## Exercise requirements
Nothing in the entries may be altered; copy them in full.

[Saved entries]
[Start of Attachment]

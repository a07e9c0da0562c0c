//! Serializer: turns an [`Actual`] into the canonical bytes that are compared
//! and written to golden files.
//!
//! Structured mode marshals through `serde_json` with two-space indentation
//! and the key order the value's `Serialize` impl produces. Raw mode accepts
//! bytes, text and `Display` values only.

use std::borrow::Cow;

use crate::error::{GoldenError, Result};
use crate::types::Actual;

/// Render `actual` as bytes.
///
/// With `structured` set, every variant is marshalled as JSON (text and
/// stringer output become JSON strings, bytes a JSON array). Otherwise bytes
/// and text are borrowed verbatim, stringers are rendered, and structured
/// values are rejected with [`GoldenError::UnsupportedType`].
pub fn serialize<'a>(actual: &Actual<'a>, structured: bool) -> Result<Cow<'a, [u8]>> {
    if structured {
        return to_structured(actual).map(|text| Cow::Owned(text.into_bytes()));
    }
    match *actual {
        Actual::Bytes(bytes) => Ok(Cow::Borrowed(bytes)),
        Actual::Text(text) => Ok(Cow::Borrowed(text.as_bytes())),
        Actual::Stringer(value) => Ok(Cow::Owned(value.to_string().into_bytes())),
        Actual::Structured(_) => Err(GoldenError::UnsupportedType {
            variant: actual.variant_name(),
        }),
    }
}

fn to_structured(actual: &Actual<'_>) -> Result<String> {
    let rendered = match actual {
        Actual::Bytes(bytes) => serde_json::to_string_pretty(bytes),
        Actual::Text(text) => serde_json::to_string_pretty(text),
        Actual::Stringer(value) => serde_json::to_string_pretty(&value.to_string()),
        Actual::Structured(value) => value.to_pretty_json(),
    };
    rendered.map_err(GoldenError::Serialization)
}
//! Pattern finder: locates volatile values (UUIDs and timestamps) in text.
//!
//! Scans are pure and stateless: the same text always yields the same ordered,
//! de-duplicated list. Matching uses leftmost-first, non-overlapping regex
//! semantics over raw bytes, so input need not be valid UTF-8.
//!
//! # Patterns
//!
//! | Class | Shape |
//! |-------|-------|
//! | UUID | `xxxxxxxx-xxxx-Vxxx-Nxxx-xxxxxxxxxxxx`, version `V` in 1-5, variant `N` in `89abAB` |
//! | RFC3339 | `YYYY-MM-DD[Tt]HH:MM:SS[.frac]` then `Z`, `z` or `±HH:MM` |
//! | RFC7232 | `Www, DD Mon YYYY HH:MM:SS TZ`, TZ a known zone or any uppercase token |
//!
//! The zone is not anchored at a word boundary: `GMTx` matches up to `GMT`.

use std::collections::HashSet;

use lazy_static::lazy_static;
use regex::bytes::Regex;
use uuid::Uuid;

use crate::error::{GoldenError, Result};
use crate::types::{VolatileClass, VolatileKind, VolatileValue};

// ---------------------------------------------------------------------------
// Pattern sources
// ---------------------------------------------------------------------------

const UUID_SRC: &str =
    "[0-9a-fA-F]{8}-[0-9a-fA-F]{4}-[1-5][0-9a-fA-F]{3}-[89abAB][0-9a-fA-F]{3}-[0-9a-fA-F]{12}";

const RFC3339_SRC: &str = concat!(
    // date
    "([0-9]+)-(0[1-9]|1[012])-(0[1-9]|[12][0-9]|3[01])",
    "[Tt]",
    // time, leap second allowed
    "([01][0-9]|2[0-3]):([0-5][0-9]):([0-5][0-9]|60)(\\.[0-9]+)?",
    // offset
    "(([Zz])|([+-]([01][0-9]|2[0-3]):[0-5][0-9]))",
);

const RFC7232_SRC: &str = concat!(
    "(Mon|Tue|Wed|Thu|Fri|Sat|Sun), ",
    "[0-9]{2} ",
    "(Jan|Feb|Mar|Apr|May|Jun|Jul|Aug|Sep|Oct|Nov|Dec) ",
    "[0-9]{4} ",
    "([01][0-9]|2[0-3]):([0-5][0-9]):([0-5][0-9]|60) ",
    // known zones win over the catch-all
    "(GMT|CEST|UTC|IST|[A-Z]+)",
);

lazy_static! {
    pub static ref UUID_PATTERN: Regex = Regex::new(UUID_SRC).expect("UUID pattern must compile");
    pub static ref RFC3339_PATTERN: Regex =
        Regex::new(RFC3339_SRC).expect("RFC3339 pattern must compile");
    pub static ref RFC7232_PATTERN: Regex =
        Regex::new(RFC7232_SRC).expect("RFC7232 pattern must compile");
}

// ---------------------------------------------------------------------------
// Finders
// ---------------------------------------------------------------------------

/// Find every distinct volatile value of `kind` in `text`, ordered by first
/// appearance.
pub fn find(text: impl AsRef<[u8]>, kind: VolatileKind) -> Result<Vec<VolatileValue>> {
    let text = text.as_ref();
    match kind {
        VolatileKind::Uuid => find_uuids(text),
        VolatileKind::Timestamp => Ok(find_timestamps(text)),
    }
}

/// Find distinct UUIDs. Every textual match must also parse as a UUID; a
/// match that does not is reported as [`GoldenError::MalformedUuid`].
pub fn find_uuids(text: impl AsRef<[u8]>) -> Result<Vec<VolatileValue>> {
    let mut seen = HashSet::new();
    let mut found = Vec::new();
    for m in UUID_PATTERN.find_iter(text.as_ref()) {
        let candidate = ascii_text(m.as_bytes());
        Uuid::parse_str(&candidate).map_err(|source| GoldenError::MalformedUuid {
            text: candidate.clone(),
            source,
        })?;
        if seen.insert(m.as_bytes()) {
            found.push(VolatileValue {
                text: candidate,
                class: VolatileClass::Uuid,
                offset: m.start(),
            });
        }
    }
    tracing::trace!(count = found.len(), "uuids found");
    Ok(found)
}

/// Find distinct RFC3339 and RFC7232 timestamps. Matches of both patterns are
/// merged by offset.
pub fn find_timestamps(text: impl AsRef<[u8]>) -> Vec<VolatileValue> {
    let text = text.as_ref();
    let mut matches: Vec<(usize, &[u8], VolatileClass)> = RFC3339_PATTERN
        .find_iter(text)
        .map(|m| (m.start(), m.as_bytes(), VolatileClass::Rfc3339))
        .chain(
            RFC7232_PATTERN
                .find_iter(text)
                .map(|m| (m.start(), m.as_bytes(), VolatileClass::Rfc7232)),
        )
        .collect();
    matches.sort_by_key(|(offset, _, _)| *offset);

    let mut seen = HashSet::new();
    let found: Vec<_> = matches
        .into_iter()
        .filter(|(_, matched, _)| seen.insert(*matched))
        .map(|(offset, matched, class)| VolatileValue {
            text: ascii_text(matched),
            class,
            offset,
        })
        .collect();
    tracing::trace!(count = found.len(), "timestamps found");
    found
}

// Every pattern matches ASCII only, so a match always decodes cleanly.
fn ascii_text(matched: &[u8]) -> String {
    String::from_utf8_lossy(matched).into_owned()
}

[End of Attachment]

## Answer for the task
repository a07e9c0da0562c0c
//! Serializer: turns an [`Actual`] into the canonical bytes that are compared
//! and written to golden files.
//!
//! Structured mode marshals through `serde_json` with two-space indentation
//! and the key order the value's `Serialize` impl produces. Raw mode accepts
//! bytes, text and `Display` values only.

use std::borrow::Cow;

use crate::error::{GoldenError, Result};
use crate::types::Actual;

/// Render `actual` as bytes.
///
/// With `structured` set, every variant is marshalled as JSON (text and
/// stringer output become JSON strings, bytes a JSON array). Otherwise bytes
/// and text are borrowed verbatim, stringers are rendered, and structured
/// values are rejected with [`GoldenError::UnsupportedType`].
pub fn serialize<'a>(actual: &Actual<'a>, structured: bool) -> Result<Cow<'a, [u8]>> {
    if structured {
        return to_structured(actual).map(|text| Cow::Owned(text.into_bytes()));
    }
    match *actual {
        Actual::Bytes(bytes) => Ok(Cow::Borrowed(bytes)),
        Actual::Text(text) => Ok(Cow::Borrowed(text.as_bytes())),
        Actual::Stringer(value) => Ok(Cow::Owned(value.to_string().into_bytes())),
        Actual::Structured(_) => Err(GoldenError::UnsupportedType {
            variant: actual.variant_name(),
        }),
    }
}

fn to_structured(actual: &Actual<'_>) -> Result<String> {
    let rendered = match actual {
        Actual::Bytes(bytes) => serde_json::to_string_pretty(bytes),
        Actual::Text(text) => serde_json::to_string_pretty(text),
        Actual::Stringer(value) => serde_json::to_string_pretty(&value.to_string()),
        Actual::Structured(value) => value.to_pretty_json(),
    };
    rendered.map_err(GoldenError::Serialization)
}
//! Pattern finder: locates volatile values (UUIDs and timestamps) in text.
//!
//! Scans are pure and stateless: the same text always yields the same ordered,
//! de-duplicated list. Matching uses leftmost-first, non-overlapping regex
//! semantics over raw bytes, so input need not be valid UTF-8.
//!
//! # Patterns
//!
//! | Class | Shape |
//! |-------|-------|
//! | UUID | `xxxxxxxx-xxxx-Vxxx-Nxxx-xxxxxxxxxxxx`, version `V` in 1-5, variant `N` in `89abAB` |
//! | RFC3339 | `YYYY-MM-DD[Tt]HH:MM:SS[.frac]` then `Z`, `z` or `±HH:MM` |
//! | RFC7232 | `Www, DD Mon YYYY HH:MM:SS TZ`, TZ a known zone or any uppercase token |
//!
//! The zone is not anchored at a word boundary: `GMTx` matches up to `GMT`.

use std::collections::HashSet;

use lazy_static::lazy_static;
use regex::bytes::Regex;
use uuid::Uuid;

use crate::error::{GoldenError, Result};
use crate::types::{VolatileClass, VolatileKind, VolatileValue};

// ---------------------------------------------------------------------------
// Pattern sources
// ---------------------------------------------------------------------------

const UUID_SRC: &str =
    "[0-9a-fA-F]{8}-[0-9a-fA-F]{4}-[1-5][0-9a-fA-F]{3}-[89abAB][0-9a-fA-F]{3}-[0-9a-fA-F]{12}";

const RFC3339_SRC: &str = concat!(
    // date
    "([0-9]+)-(0[1-9]|1[012])-(0[1-9]|[12][0-9]|3[01])",
    "[Tt]",
    // time, leap second allowed
    "([01][0-9]|2[0-3]):([0-5][0-9]):([0-5][0-9]|60)(\\.[0-9]+)?",
    // offset
    "(([Zz])|([+-]([01][0-9]|2[0-3]):[0-5][0-9]))",
);

const RFC7232_SRC: &str = concat!(
    "(Mon|Tue|Wed|Thu|Fri|Sat|Sun), ",
    "[0-9]{2} ",
    "(Jan|Feb|Mar|Apr|May|Jun|Jul|Aug|Sep|Oct|Nov|Dec) ",
    "[0-9]{4} ",
    "([01][0-9]|2[0-3]):([0-5][0-9]):([0-5][0-9]|60) ",
    // known zones win over the catch-all
    "(GMT|CEST|UTC|IST|[A-Z]+)",
);

lazy_static! {
    pub static ref UUID_PATTERN: Regex = Regex::new(UUID_SRC).expect("UUID pattern must compile");
    pub static ref RFC3339_PATTERN: Regex =
        Regex::new(RFC3339_SRC).expect("RFC3339 pattern must compile");
    pub static ref RFC7232_PATTERN: Regex =
        Regex::new(RFC7232_SRC).expect("RFC7232 pattern must compile");
}

// ---------------------------------------------------------------------------
// Finders
// ---------------------------------------------------------------------------

/// Find every distinct volatile value of `kind` in `text`, ordered by first
/// appearance.
pub fn find(text: impl AsRef<[u8]>, kind: VolatileKind) -> Result<Vec<VolatileValue>> {
    let text = text.as_ref();
    match kind {
        VolatileKind::Uuid => find_uuids(text),
        VolatileKind::Timestamp => Ok(find_timestamps(text)),
    }
}

/// Find distinct UUIDs. Every textual match must also parse as a UUID; a
/// match that does not is reported as [`GoldenError::MalformedUuid`].
pub fn find_uuids(text: impl AsRef<[u8]>) -> Result<Vec<VolatileValue>> {
    let mut seen = HashSet::new();
    let mut found = Vec::new();
    for m in UUID_PATTERN.find_iter(text.as_ref()) {
        let candidate = ascii_text(m.as_bytes());
        Uuid::parse_str(&candidate).map_err(|source| GoldenError::MalformedUuid {
            text: candidate.clone(),
            source,
        })?;
        if seen.insert(m.as_bytes()) {
            found.push(VolatileValue {
                text: candidate,
                class: VolatileClass::Uuid,
                offset: m.start(),
            });
        }
    }
    tracing::trace!(count = found.len(), "uuids found");
    Ok(found)
}

/// Find distinct RFC3339 and RFC7232 timestamps. Matches of both patterns are
/// merged by offset.
pub fn find_timestamps(text: impl AsRef<[u8]>) -> Vec<VolatileValue> {
    let text = text.as_ref();
    let mut matches: Vec<(usize, &[u8], VolatileClass)> = RFC3339_PATTERN
        .find_iter(text)
        .map(|m| (m.start(), m.as_bytes(), VolatileClass::Rfc3339))
        .chain(
            RFC7232_PATTERN
                .find_iter(text)
                .map(|m| (m.start(), m.as_bytes(), VolatileClass::Rfc7232)),
        )
        .collect();
    matches.sort_by_key(|(offset, _, _)| *offset);

    let mut seen = HashSet::new();
    let found: Vec<_> = matches
        .into_iter()
        .filter(|(_, matched, _)| seen.insert(*matched))
        .map(|(offset, matched, class)| VolatileValue {
            text: ascii_text(matched),
            class,
            offset,
        })
        .collect();
    tracing::trace!(count = found.len(), "timestamps found");
    found
}

// Every pattern matches ASCII only, so a match always decodes cleanly.
fn ascii_text(matched: &[u8]) -> String {
    String::from_utf8_lossy(matched).into_owned()
}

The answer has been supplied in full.